Going one step further towards a digital access solution, the innovative Escape Door System (EDS) from Abloy UK offers easy access and egress while ensuring compliance, security and the ability to implement dynamic lockdown procedures.

With the EDS, it is possible to provide a compliant solution for an escape door when read-in / read-out access control is specified, combining the three components required for BS EN 13637.

These elements must be tested and certified together as a package to ensure compliance and safety; Blocking, Control and Trigger. Blocking is provided by a fail-unlocked locking element that does not require any mechanical input to operate.

The Intelligent Control within the EDS allows connection to fire alarm systems or other building control systems to ensure escape in an emergency, and the Trigger unit incorporates a key-switch and a push button that tells the controller to release the locking mechanism to allow safe escape.

The EDS also helps organisations achieve dynamic lockdown, allowing specific zones that may be at risk within a building to be cordoned off, while still allowing escape. 


The E100 Wireless Aperio Escutcheon is another innovative access control solution from Abloy UK, offering protection against fire, smoke, and attack. When tested as part of a compliant doorset, it meets standards BS EN 1634-1 to restrict the development and spread of a fire and protect escape, BS EN 179 for emergency exit devices, as well as PAS 24 to resist attack from an opportunist burglar.

The E100 utilises RFID and BLE technology, and can be easily integrated into any access control system to secure doors without the need for cables. It can be used with all mortise locks in wooden, steel and tubular-frame doors.
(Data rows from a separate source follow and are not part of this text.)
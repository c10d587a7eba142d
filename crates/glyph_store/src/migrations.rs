pub mod run {
    use sqlx::SqlitePool;

    use crate::error::StoreError;

    pub async fn run_migrations(pool: &SqlitePool) -> Result<(), StoreError> {
        sqlx::migrate!("./migrations")
            .run(pool)
            .await
            .map_err(|e| StoreError::Migration(e.to_string()))
    }
}
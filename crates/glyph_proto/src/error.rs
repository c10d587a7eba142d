use thiserror::Error;

use glyph_crypto::CryptoError;

/// Errors surfaced by the envelope codec and file chunker (C5/C6).
#[derive(Debug, Error)]
pub enum ProtoError {
    #[error(transparent)]
    Crypto(#[from] CryptoError),

    #[error("Timestamp outside the freshness window")]
    FreshnessError,

    #[error("Sequence number {seq} is not greater than lastSeq {last_seq} (nonce replayed: {replayed})")]
    OrderingError {
        seq: u64,
        last_seq: u64,
        /// Set when the envelope's nonce was also already recorded — an
        /// exact redelivery rather than merely a stale or out-of-order seq.
        replayed: bool,
    },

    #[error("Nonce has already been seen")]
    ReplayError,

    #[error("Envelope is structurally invalid: {0}")]
    MalformedEnvelope(String),

    #[error("File of {size} bytes exceeds the maximum of {max} bytes")]
    FileTooLarge { size: u64, max: u64 },

    #[error("Expected {expected} chunks, received {received}")]
    MissingChunks { expected: u32, received: u32 },

    #[error("Chunk indices do not form a contiguous [0, totalChunks) range")]
    IndexMismatch,

    #[error("Serialisation error: {0}")]
    Serialisation(#[from] serde_json::Error),

    #[error("Base64 decode error: {0}")]
    Base64Decode(#[from] base64::DecodeError),
}
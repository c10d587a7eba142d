//! File Chunker (C6): split a byte source into fixed-size authenticated
//! chunks on send, verify completeness and reassemble on receive.
//!
//! `chunkSize` is frozen at compile time so receivers never need to
//! negotiate it with a sender.

use serde::{Deserialize, Serialize};

use glyph_crypto::aead;

use crate::envelope::{Envelope, EnvelopeCore, FileChunkInfo, FileMetaInfo};
use crate::error::ProtoError;

/// Fixed chunk size, within the spec's 64 KiB–256 KiB range.
pub const CHUNK_SIZE_BYTES: usize = 128 * 1024;

/// Maximum accepted file size.
pub const MAX_FILE_SIZE_BYTES: u64 = 100 * 1024 * 1024;

/// A byte source the chunker reads from without ever holding the whole
/// file in memory at once.
pub trait ByteSource {
    fn size(&self) -> u64;
    fn slice(&self, offset: u64, length: usize) -> Result<Vec<u8>, ProtoError>;
}

/// An in-memory byte source, for callers that already have the file
/// loaded (small files, tests).
pub struct MemorySource<'a> {
    bytes: &'a [u8],
}

impl<'a> MemorySource<'a> {
    pub fn new(bytes: &'a [u8]) -> Self {
        Self { bytes }
    }
}

impl<'a> ByteSource for MemorySource<'a> {
    fn size(&self) -> u64 {
        self.bytes.len() as u64
    }

    fn slice(&self, offset: u64, length: usize) -> Result<Vec<u8>, ProtoError> {
        let start = offset as usize;
        let end = (start + length).min(self.bytes.len());
        Ok(self.bytes[start..end].to_vec())
    }
}

/// Reported after each chunk is encrypted/decrypted.
#[derive(Debug, Clone, Copy)]
pub struct ChunkProgress {
    pub chunks_done: u32,
    pub total_chunks: u32,
    pub bytes_per_sec: f64,
    pub eta_sec: f64,
}

/// A fully reassembled file, produced by [`reassemble_file`].
#[derive(Debug, Clone)]
pub struct DecryptedFile {
    pub bytes: Vec<u8>,
    pub filename: String,
    pub mimetype: String,
    pub size: u64,
}

fn meta_plaintext(meta: &FileMetaInfo) -> Result<Vec<u8>, ProtoError> {
    Ok(serde_json::to_vec(meta)?)
}

/// Encrypt `source` into one `FILE_META` envelope followed by
/// `totalChunks` `FILE_CHUNK` envelopes, invoking `on_progress` after each
/// chunk.
#[allow(clippy::too_many_arguments)]
pub fn encrypt_file(
    send_key: &[u8; 32],
    session_id: &str,
    sender: &str,
    receiver: &str,
    filename: &str,
    mimetype: &str,
    source: &dyn ByteSource,
    seq_start: u64,
    now_ms: i64,
    mut on_progress: impl FnMut(ChunkProgress),
) -> Result<Vec<Envelope>, ProtoError> {
    let size = source.size();
    if size > MAX_FILE_SIZE_BYTES {
        return Err(ProtoError::FileTooLarge {
            size,
            max: MAX_FILE_SIZE_BYTES,
        });
    }

    let total_chunks = size.div_ceil(CHUNK_SIZE_BYTES as u64) as u32;
    let total_chunks = total_chunks.max(1);

    let meta = FileMetaInfo {
        filename: filename.to_string(),
        size,
        mimetype: mimetype.to_string(),
        total_chunks,
    };
    let meta_sealed = aead::seal(send_key, &meta_plaintext(&meta)?, b"")?;
    let meta_core = EnvelopeCore {
        session_id: session_id.to_string(),
        sender: sender.to_string(),
        receiver: receiver.to_string(),
        ciphertext: meta_sealed.ciphertext,
        iv: meta_sealed.iv,
        auth_tag: meta_sealed.tag,
        timestamp: now_ms,
        seq: seq_start,
        nonce: glyph_crypto::hash::random_array::<16>(),
    };

    let mut envelopes = Vec::with_capacity(total_chunks as usize + 1);
    envelopes.push(Envelope::FileMeta {
        core: meta_core,
        meta,
    });

    let start = std::time::Instant::now();
    for chunk_index in 0..total_chunks {
        let offset = chunk_index as u64 * CHUNK_SIZE_BYTES as u64;
        let remaining = size - offset;
        let len = remaining.min(CHUNK_SIZE_BYTES as u64) as usize;
        let plaintext = source.slice(offset, len)?;

        let sealed = aead::seal(send_key, &plaintext, b"")?;
        let core = EnvelopeCore {
            session_id: session_id.to_string(),
            sender: sender.to_string(),
            receiver: receiver.to_string(),
            ciphertext: sealed.ciphertext,
            iv: sealed.iv,
            auth_tag: sealed.tag,
            timestamp: now_ms,
            seq: seq_start + 1 + chunk_index as u64,
            nonce: glyph_crypto::hash::random_array::<16>(),
        };
        envelopes.push(Envelope::FileChunk {
            core,
            meta: FileChunkInfo {
                chunk_index,
                total_chunks,
            },
        });

        let elapsed = start.elapsed().as_secs_f64().max(f64::EPSILON);
        let bytes_done = (offset + len as u64) as f64;
        let bytes_per_sec = bytes_done / elapsed;
        let remaining_bytes = (size as f64 - bytes_done).max(0.0);
        on_progress(ChunkProgress {
            chunks_done: chunk_index + 1,
            total_chunks,
            bytes_per_sec,
            eta_sec: if bytes_per_sec > 0.0 {
                remaining_bytes / bytes_per_sec
            } else {
                0.0
            },
        });
    }

    Ok(envelopes)
}

/// Decrypt and reassemble a `FILE_META` + `FILE_CHUNK` set. `envelopes`
/// need not be pre-sorted; chunks are sorted by `chunkIndex` internally.
pub fn reassemble_file(recv_key: &[u8; 32], envelopes: &[Envelope]) -> Result<DecryptedFile, ProtoError> {
    let meta_env = envelopes
        .iter()
        .find_map(|e| match e {
            Envelope::FileMeta { core, meta } => Some((core, meta)),
            _ => None,
        })
        .ok_or_else(|| ProtoError::MalformedEnvelope("missing FILE_META envelope".into()))?;

    let (meta_core, _wire_meta) = meta_env;
    let meta_plain = aead::open(
        recv_key,
        &meta_core.iv,
        &meta_core.ciphertext,
        &meta_core.auth_tag,
    )?;
    let meta: FileMetaInfo = serde_json::from_slice(&meta_plain)?;

    let mut chunks: Vec<(&EnvelopeCore, &FileChunkInfo)> = envelopes
        .iter()
        .filter_map(|e| match e {
            Envelope::FileChunk { core, meta } => Some((core, meta)),
            _ => None,
        })
        .collect();
    chunks.sort_by_key(|(_, m)| m.chunk_index);

    if chunks.len() as u32 != meta.total_chunks {
        return Err(ProtoError::MissingChunks {
            expected: meta.total_chunks,
            received: chunks.len() as u32,
        });
    }
    for (i, (_, m)) in chunks.iter().enumerate() {
        if m.chunk_index != i as u32 || m.total_chunks != meta.total_chunks {
            return Err(ProtoError::IndexMismatch);
        }
    }

    let mut bytes = Vec::with_capacity(meta.size as usize);
    for (core, _) in &chunks {
        let plaintext = aead::open(recv_key, &core.iv, &core.ciphertext, &core.auth_tag)?;
        bytes.extend_from_slice(&plaintext);
    }

    Ok(DecryptedFile {
        bytes,
        filename: meta.filename,
        mimetype: meta.mimetype,
        size: meta.size,
    })
}
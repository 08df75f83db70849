// SPDX-License-Identifier: PolyForm-Noncommercial-1.0.0
// Copyright (c) 2025 Sylvex. All rights reserved.

//! Connection health monitoring with heartbeats and device removal.

use std::sync::Arc;
use std::time::Duration;

use coilbus_rtu::health::{PresenceEvent, PresenceSource};
use coilbus_rtu::{
    ConnectionHealthState, HealthEvent, HealthMonitor, HeartbeatProbe, LossCause, MonitorConfig,
    PresenceWatcher,
};
use coilbus_tests::prelude::*;

const INTERVAL: Duration = Duration::from_millis(100);
const WAIT: Duration = Duration::from_secs(5);

fn lost_after(failures: u32) -> HealthEvent {
    HealthEvent::Lost {
        cause: LossCause::Heartbeat { failures },
    }
}

fn scripted(steps: &[ProbeStep], fallback: ProbeStep) -> (Arc<ScriptedProbe>, Arc<dyn HeartbeatProbe>) {
    let probe = Arc::new(ScriptedProbe::new(steps.iter().copied(), fallback));
    let dyn_probe: Arc<dyn HeartbeatProbe> = probe.clone();
    (probe, dyn_probe)
}

// =============================================================================
// Heartbeat
// =============================================================================

#[tokio::test(start_paused = true)]
async fn test_client_heartbeat_lifecycle() {
    let harness = BusHarness::connected(SimulatedDevice::new(1, 115200)).await;
    let mut handle = harness.monitor(MonitorConfig::new(INTERVAL).fast(true));

    expect_event_eq(&mut handle, HealthEvent::Alive, WAIT).await;
    assert_eq!(handle.state(), ConnectionHealthState::Alive);

    harness.device.set_present(false);
    expect_event_eq(&mut handle, lost_after(2), WAIT).await;
    assert_eq!(handle.state(), ConnectionHealthState::Lost);

    harness.device.set_present(true);
    expect_event_eq(&mut handle, HealthEvent::Reconnected, WAIT).await;
    assert_eq!(handle.state(), ConnectionHealthState::Alive);

    handle.join().await;
}

#[tokio::test(start_paused = true)]
async fn test_normal_mode_needs_three_failures() {
    let (probe, dyn_probe) = scripted(&[ProbeStep::Ok, ProbeStep::Fail, ProbeStep::Fail], ProbeStep::Fail);
    let mut handle = HealthMonitor::spawn(dyn_probe, MonitorConfig::new(INTERVAL), None);

    expect_event_eq(&mut handle, HealthEvent::Alive, WAIT).await;
    expect_event_eq(&mut handle, lost_after(3), WAIT).await;
    assert_eq!(probe.calls(), 4);

    // Lost is reported once while failures continue.
    expect_no_event(&mut handle, INTERVAL * 10).await;
    handle.join().await;
}

#[tokio::test(start_paused = true)]
async fn test_fast_mode_needs_two_failures() {
    let (probe, dyn_probe) = scripted(&[ProbeStep::Ok], ProbeStep::Fail);
    let mut handle = HealthMonitor::spawn(dyn_probe, MonitorConfig::new(INTERVAL).fast(true), None);

    expect_event_eq(&mut handle, HealthEvent::Alive, WAIT).await;
    expect_event_eq(&mut handle, lost_after(2), WAIT).await;
    assert_eq!(probe.calls(), 3);
    handle.join().await;
}

#[tokio::test(start_paused = true)]
async fn test_success_resets_failure_count() {
    let steps = [
        ProbeStep::Ok,
        ProbeStep::Fail,
        ProbeStep::Ok,
        ProbeStep::Fail,
        ProbeStep::Ok,
    ];
    let (probe, dyn_probe) = scripted(&steps, ProbeStep::Ok);
    let mut handle = HealthMonitor::spawn(dyn_probe, MonitorConfig::new(INTERVAL).fast(true), None);

    expect_event_eq(&mut handle, HealthEvent::Alive, WAIT).await;
    expect_no_event(&mut handle, INTERVAL * 10).await;
    assert!(probe.calls() >= steps.len());
    handle.join().await;
}

#[tokio::test(start_paused = true)]
async fn test_busy_link_is_not_a_failure() {
    let steps = [
        ProbeStep::Ok,
        ProbeStep::Fail,
        ProbeStep::Busy,
        ProbeStep::Busy,
        ProbeStep::Fail,
    ];
    let (probe, dyn_probe) = scripted(&steps, ProbeStep::Ok);
    let mut handle = HealthMonitor::spawn(dyn_probe, MonitorConfig::new(INTERVAL).fast(true), None);

    expect_event_eq(&mut handle, HealthEvent::Alive, WAIT).await;
    expect_event_eq(&mut handle, lost_after(2), WAIT).await;
    assert_eq!(probe.calls(), 5);
    expect_event_eq(&mut handle, HealthEvent::Reconnected, WAIT).await;
    handle.join().await;
}

#[tokio::test(start_paused = true)]
async fn test_switching_to_fast_mode_at_runtime() {
    let (_probe, dyn_probe) = scripted(&[ProbeStep::Ok], ProbeStep::Fail);
    let mut handle = HealthMonitor::spawn(dyn_probe, MonitorConfig::new(INTERVAL), None);

    expect_event_eq(&mut handle, HealthEvent::Alive, WAIT).await;
    handle.set_fast_mode(true);
    expect_event_eq(&mut handle, lost_after(2), WAIT).await;
    handle.join().await;
}

// =============================================================================
// Removal
// =============================================================================

#[tokio::test(start_paused = true)]
async fn test_removal_wins_immediately() {
    let presence = Arc::new(MockPresence::with_devices(&[SIM_PORT, "/dev/ttyUSB9"]));
    let watcher = PresenceWatcher::spawn(
        Arc::clone(&presence) as Arc<dyn PresenceSource>,
        Duration::from_millis(50),
    );
    let removal = watcher.device_removed_event(SIM_PORT);
    let (_probe, dyn_probe) = scripted(&[], ProbeStep::Ok);
    let config = MonitorConfig::new(Duration::from_secs(5)).with_device_path(SIM_PORT);
    let mut handle = HealthMonitor::spawn(dyn_probe, config, Some(removal));

    expect_event_eq(&mut handle, HealthEvent::Alive, WAIT).await;

    // Another adapter leaving does not matter.
    presence.unplug("/dev/ttyUSB9");
    expect_no_event(&mut handle, Duration::from_millis(500)).await;

    presence.unplug(SIM_PORT);
    let transition = expect_event(&mut handle, Duration::from_secs(1)).await;
    assert_eq!(
        transition.event,
        HealthEvent::Lost {
            cause: LossCause::Removed {
                path: SIM_PORT.to_string()
            }
        }
    );
    assert_eq!(handle.state(), ConnectionHealthState::Lost);

    // Removal ends the monitor.
    assert!(handle.next_event().await.is_none());
    watcher.stop();
}

#[tokio::test(start_paused = true)]
async fn test_removal_interrupts_heartbeat_in_flight() {
    let harness = BusHarness::with_device(SimulatedDevice::new(1, 9600));
    harness.opener.set_latency(Duration::from_secs(60));
    harness.client.connect().await.assert_ok();

    let presence = Arc::new(MockPresence::with_devices(&[SIM_PORT]));
    let watcher = PresenceWatcher::spawn(
        Arc::clone(&presence) as Arc<dyn PresenceSource>,
        Duration::from_millis(50),
    );
    let removal = watcher.device_removed_event(SIM_PORT);
    let mut handle = HealthMonitor::spawn(
        Arc::clone(&harness.client) as Arc<dyn HeartbeatProbe>,
        MonitorConfig::new(INTERVAL),
        Some(removal),
    );

    // The first heartbeat is now stuck waiting for the slow link.
    tokio::time::sleep(Duration::from_millis(200)).await;
    assert_eq!(harness.opener.request_count(), 1);
    presence.unplug(SIM_PORT);

    let transition = expect_event(&mut handle, Duration::from_secs(1)).await;
    assert!(matches!(
        transition.event,
        HealthEvent::Lost {
            cause: LossCause::Removed { .. }
        }
    ));
    watcher.stop();
}

#[tokio::test(start_paused = true)]
async fn test_enumeration_failure_is_not_removal() {
    let presence = Arc::new(MockPresence::with_devices(&[SIM_PORT]));
    let watcher = PresenceWatcher::spawn(
        Arc::clone(&presence) as Arc<dyn PresenceSource>,
        Duration::from_millis(50),
    );
    let mut events = watcher.subscribe();

    tokio::time::sleep(Duration::from_millis(100)).await;
    presence.set_failing(true);
    tokio::time::sleep(Duration::from_millis(500)).await;
    assert!(events.try_recv().is_err());

    presence.set_failing(false);
    presence.plug("/dev/ttyUSB1");
    let event = tokio::time::timeout(WAIT, events.recv()).await.unwrap().unwrap();
    assert_eq!(event, PresenceEvent::Added("/dev/ttyUSB1".to_string()));

    presence.unplug(SIM_PORT);
    let event = tokio::time::timeout(WAIT, events.recv()).await.unwrap().unwrap();
    assert_eq!(event.path(), SIM_PORT);
    assert!(matches!(event, PresenceEvent::Removed(_)));
    watcher.stop();
}

// =============================================================================
// Reporting
// =============================================================================

#[tokio::test(start_paused = true)]
async fn test_transition_json_shape() {
    let (_probe, dyn_probe) = scripted(&[ProbeStep::Ok], ProbeStep::Fail);
    let mut handle = HealthMonitor::spawn(dyn_probe, MonitorConfig::new(INTERVAL).fast(true), None);

    let alive = expect_event(&mut handle, WAIT).await;
    let lost = expect_event(&mut handle, WAIT).await;
    handle.join().await;

    let alive = serde_json::to_value(&alive).unwrap();
    assert_eq!(alive["event"], "alive");
    assert!(alive["at"].is_string());

    let lost = serde_json::to_value(&lost).unwrap();
    assert_eq!(lost["event"], "lost");
    assert_eq!(lost["cause"]["source"], "heartbeat");
    assert_eq!(lost["cause"]["failures"], 2);
}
A popular choice for internal doors receiving medium to high traffic, the E100  offers a convenient combination of free exit from the inside with automatic locking on closure from outside.

As well as being quick and easy to install, The E100 is a cost-effective solution, using standard batteries rather than constant power from a mains connection demanded by wired access doors.

Help is on hand

With so many standards to factor in, specifying a compliant access control solution can seem like a challenging task, but help is on hand. The Abloy Academy and Digital Access Solutions Academy offer free courses on a wide range of topics, including emergency and panic escape compliance.

The Foundations and Foundations Plus courses are designed to train installers, security managers, end users and specifiers, giving them the skills and knowledge to ensure maximum safety and security while helping to save lives in an emergency.